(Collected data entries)
--

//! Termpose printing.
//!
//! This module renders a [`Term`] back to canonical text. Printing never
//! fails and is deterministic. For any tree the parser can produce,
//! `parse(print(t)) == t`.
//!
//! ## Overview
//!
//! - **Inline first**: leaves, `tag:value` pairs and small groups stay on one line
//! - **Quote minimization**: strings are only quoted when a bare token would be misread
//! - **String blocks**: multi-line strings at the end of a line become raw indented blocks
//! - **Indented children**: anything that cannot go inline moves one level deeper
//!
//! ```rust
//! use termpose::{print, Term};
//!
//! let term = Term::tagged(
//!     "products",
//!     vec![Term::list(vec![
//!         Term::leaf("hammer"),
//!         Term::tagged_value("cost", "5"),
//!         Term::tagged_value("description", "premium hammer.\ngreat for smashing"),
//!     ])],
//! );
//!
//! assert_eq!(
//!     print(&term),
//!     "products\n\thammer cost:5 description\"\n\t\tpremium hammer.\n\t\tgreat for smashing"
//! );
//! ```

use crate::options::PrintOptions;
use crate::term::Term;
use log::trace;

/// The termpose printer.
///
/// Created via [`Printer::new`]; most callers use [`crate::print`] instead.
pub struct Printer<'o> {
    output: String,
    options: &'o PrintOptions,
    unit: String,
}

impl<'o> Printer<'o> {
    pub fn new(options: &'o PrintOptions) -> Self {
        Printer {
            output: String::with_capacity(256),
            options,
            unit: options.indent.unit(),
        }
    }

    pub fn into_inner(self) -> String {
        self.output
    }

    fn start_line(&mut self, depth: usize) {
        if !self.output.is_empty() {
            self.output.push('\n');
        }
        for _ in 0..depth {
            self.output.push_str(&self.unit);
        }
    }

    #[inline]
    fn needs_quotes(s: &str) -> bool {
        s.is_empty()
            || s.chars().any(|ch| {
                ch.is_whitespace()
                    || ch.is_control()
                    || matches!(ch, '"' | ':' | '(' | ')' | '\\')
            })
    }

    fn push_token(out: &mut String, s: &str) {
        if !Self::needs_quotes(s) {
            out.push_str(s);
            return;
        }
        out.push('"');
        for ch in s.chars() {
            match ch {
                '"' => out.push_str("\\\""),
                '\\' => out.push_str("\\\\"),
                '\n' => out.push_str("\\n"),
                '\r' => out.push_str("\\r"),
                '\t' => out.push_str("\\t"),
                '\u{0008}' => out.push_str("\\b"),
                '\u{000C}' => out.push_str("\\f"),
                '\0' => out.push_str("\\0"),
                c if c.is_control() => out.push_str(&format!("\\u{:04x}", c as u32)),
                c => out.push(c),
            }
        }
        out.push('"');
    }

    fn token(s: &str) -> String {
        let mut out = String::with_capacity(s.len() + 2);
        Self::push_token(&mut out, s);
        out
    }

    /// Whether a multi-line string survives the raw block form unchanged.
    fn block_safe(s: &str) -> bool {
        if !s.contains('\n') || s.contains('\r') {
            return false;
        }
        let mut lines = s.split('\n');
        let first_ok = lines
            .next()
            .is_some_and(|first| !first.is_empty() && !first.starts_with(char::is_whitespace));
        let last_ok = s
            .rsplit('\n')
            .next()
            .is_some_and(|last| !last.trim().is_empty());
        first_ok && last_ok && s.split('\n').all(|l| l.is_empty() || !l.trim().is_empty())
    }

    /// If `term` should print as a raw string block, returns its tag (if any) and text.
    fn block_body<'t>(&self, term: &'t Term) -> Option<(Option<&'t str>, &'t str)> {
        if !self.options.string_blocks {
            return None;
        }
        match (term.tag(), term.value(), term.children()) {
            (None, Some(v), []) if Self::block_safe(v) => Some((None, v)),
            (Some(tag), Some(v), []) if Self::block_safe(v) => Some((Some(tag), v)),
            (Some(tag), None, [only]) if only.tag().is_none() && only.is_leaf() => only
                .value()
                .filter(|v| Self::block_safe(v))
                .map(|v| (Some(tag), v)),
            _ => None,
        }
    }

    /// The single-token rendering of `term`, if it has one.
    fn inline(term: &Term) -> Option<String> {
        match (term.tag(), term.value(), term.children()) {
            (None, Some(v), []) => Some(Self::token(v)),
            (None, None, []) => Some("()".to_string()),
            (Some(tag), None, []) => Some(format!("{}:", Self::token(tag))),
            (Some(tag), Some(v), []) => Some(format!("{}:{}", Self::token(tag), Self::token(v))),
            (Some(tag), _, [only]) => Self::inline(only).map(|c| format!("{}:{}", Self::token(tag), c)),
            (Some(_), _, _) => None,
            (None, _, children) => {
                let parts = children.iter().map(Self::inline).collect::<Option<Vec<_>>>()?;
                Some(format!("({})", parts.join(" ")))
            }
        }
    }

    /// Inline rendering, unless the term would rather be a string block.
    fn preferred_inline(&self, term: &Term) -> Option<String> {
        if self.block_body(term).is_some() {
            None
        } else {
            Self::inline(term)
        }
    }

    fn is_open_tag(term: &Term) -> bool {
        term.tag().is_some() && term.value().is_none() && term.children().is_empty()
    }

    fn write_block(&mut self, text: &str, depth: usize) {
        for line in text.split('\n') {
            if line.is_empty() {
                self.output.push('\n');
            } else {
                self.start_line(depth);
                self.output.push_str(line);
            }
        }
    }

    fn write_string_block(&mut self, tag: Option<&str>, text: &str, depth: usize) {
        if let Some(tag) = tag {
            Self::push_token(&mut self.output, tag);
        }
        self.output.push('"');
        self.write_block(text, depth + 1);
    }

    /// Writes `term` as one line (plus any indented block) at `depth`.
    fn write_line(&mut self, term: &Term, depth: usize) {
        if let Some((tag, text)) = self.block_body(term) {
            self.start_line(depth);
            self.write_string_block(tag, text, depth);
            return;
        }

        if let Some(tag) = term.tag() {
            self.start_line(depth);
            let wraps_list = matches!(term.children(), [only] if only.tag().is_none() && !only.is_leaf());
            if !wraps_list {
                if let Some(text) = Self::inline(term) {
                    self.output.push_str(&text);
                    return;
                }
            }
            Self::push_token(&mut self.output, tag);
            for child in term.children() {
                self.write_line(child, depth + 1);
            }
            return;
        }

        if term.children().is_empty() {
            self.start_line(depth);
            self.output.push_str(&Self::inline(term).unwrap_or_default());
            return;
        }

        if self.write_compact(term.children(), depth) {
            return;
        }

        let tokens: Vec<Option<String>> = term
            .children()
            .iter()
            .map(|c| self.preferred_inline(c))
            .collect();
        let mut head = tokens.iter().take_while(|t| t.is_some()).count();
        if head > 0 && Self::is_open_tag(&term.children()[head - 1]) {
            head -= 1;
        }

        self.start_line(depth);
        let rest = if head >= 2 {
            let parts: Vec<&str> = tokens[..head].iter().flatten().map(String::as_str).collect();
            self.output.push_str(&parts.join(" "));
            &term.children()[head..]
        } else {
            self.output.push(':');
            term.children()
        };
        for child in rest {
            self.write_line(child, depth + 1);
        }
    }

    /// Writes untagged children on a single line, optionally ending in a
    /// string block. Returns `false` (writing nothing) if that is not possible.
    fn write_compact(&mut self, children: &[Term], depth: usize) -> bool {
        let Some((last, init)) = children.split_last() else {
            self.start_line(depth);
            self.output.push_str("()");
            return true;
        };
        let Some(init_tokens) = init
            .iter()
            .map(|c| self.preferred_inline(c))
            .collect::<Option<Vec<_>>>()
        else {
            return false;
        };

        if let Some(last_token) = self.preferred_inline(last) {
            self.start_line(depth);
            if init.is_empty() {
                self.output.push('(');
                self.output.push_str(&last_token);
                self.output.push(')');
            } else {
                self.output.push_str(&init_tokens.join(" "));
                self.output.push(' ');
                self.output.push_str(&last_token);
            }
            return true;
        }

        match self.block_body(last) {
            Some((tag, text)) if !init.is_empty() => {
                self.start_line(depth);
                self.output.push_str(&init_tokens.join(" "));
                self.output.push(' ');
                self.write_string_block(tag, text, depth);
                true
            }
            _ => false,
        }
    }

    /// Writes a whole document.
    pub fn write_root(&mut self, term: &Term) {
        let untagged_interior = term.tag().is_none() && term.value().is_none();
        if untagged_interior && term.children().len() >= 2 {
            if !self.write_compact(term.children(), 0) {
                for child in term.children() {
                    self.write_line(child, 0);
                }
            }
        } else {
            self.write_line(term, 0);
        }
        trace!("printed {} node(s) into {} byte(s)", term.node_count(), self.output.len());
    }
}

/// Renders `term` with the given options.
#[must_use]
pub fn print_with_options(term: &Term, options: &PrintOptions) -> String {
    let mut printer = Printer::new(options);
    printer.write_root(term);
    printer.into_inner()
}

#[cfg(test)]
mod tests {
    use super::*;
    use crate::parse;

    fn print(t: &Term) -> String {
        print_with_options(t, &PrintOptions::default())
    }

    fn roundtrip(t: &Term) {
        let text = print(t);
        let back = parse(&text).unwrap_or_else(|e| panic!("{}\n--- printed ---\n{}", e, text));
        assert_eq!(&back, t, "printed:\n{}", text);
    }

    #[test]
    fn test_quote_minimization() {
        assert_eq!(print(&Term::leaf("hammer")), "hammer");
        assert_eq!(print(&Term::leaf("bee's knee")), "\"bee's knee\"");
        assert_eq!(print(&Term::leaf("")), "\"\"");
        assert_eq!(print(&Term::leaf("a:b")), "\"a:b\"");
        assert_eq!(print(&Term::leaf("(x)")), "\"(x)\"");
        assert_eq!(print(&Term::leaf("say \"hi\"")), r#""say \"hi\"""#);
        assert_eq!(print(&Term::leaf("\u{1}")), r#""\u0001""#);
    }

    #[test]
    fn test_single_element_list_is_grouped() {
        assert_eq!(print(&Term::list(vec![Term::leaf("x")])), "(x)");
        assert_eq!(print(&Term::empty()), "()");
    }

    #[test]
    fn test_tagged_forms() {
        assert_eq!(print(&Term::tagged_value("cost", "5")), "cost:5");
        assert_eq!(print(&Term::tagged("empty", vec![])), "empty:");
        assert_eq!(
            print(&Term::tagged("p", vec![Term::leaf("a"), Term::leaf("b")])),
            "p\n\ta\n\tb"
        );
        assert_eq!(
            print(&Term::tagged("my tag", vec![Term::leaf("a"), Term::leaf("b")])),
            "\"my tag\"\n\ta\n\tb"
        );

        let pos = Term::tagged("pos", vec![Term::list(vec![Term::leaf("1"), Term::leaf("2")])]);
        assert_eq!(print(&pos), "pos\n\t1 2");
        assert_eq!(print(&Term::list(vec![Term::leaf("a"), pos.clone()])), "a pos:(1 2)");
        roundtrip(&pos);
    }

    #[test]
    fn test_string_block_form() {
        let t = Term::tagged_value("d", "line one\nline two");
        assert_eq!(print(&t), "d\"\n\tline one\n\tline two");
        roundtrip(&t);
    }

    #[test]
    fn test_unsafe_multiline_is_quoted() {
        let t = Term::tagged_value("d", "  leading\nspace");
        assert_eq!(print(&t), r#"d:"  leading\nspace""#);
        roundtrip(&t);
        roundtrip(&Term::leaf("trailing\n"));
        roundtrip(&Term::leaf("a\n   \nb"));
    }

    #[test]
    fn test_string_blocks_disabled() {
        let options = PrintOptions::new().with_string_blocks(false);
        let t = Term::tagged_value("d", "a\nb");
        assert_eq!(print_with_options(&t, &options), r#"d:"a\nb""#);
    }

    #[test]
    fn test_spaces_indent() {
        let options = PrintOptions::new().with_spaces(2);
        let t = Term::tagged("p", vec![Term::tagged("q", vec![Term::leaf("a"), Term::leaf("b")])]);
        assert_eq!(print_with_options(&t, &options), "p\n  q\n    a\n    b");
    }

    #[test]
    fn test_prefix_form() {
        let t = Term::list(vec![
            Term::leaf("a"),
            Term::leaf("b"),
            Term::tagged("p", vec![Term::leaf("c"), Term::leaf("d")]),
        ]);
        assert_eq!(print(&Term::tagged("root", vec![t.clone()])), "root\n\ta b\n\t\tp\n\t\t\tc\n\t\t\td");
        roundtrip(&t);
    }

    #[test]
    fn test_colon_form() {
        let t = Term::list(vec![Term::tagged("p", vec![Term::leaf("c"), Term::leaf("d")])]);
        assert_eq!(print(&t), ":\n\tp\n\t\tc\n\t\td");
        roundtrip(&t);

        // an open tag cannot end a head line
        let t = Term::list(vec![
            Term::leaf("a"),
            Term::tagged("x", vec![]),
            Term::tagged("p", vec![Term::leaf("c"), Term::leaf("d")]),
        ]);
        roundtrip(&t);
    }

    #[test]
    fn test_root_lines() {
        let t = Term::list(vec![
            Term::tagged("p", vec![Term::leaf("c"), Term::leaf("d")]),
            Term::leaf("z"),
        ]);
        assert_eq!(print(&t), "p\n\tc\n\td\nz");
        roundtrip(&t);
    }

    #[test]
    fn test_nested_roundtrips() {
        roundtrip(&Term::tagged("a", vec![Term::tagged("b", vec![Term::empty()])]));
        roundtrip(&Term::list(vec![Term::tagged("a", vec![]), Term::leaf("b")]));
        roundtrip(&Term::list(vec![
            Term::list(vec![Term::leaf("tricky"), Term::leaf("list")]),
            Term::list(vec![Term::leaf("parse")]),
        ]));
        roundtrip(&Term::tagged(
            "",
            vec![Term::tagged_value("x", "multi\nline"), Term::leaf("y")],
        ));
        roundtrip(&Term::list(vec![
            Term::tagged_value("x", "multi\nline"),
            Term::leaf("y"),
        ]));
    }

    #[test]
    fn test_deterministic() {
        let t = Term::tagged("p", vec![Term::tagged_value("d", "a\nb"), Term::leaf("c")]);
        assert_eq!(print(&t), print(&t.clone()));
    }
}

--

**ACTIVITY:** Across the data, how many lines have the word "iter" in them? Respond with the number alone.

**RESULT OF THE EXERCISE:** 5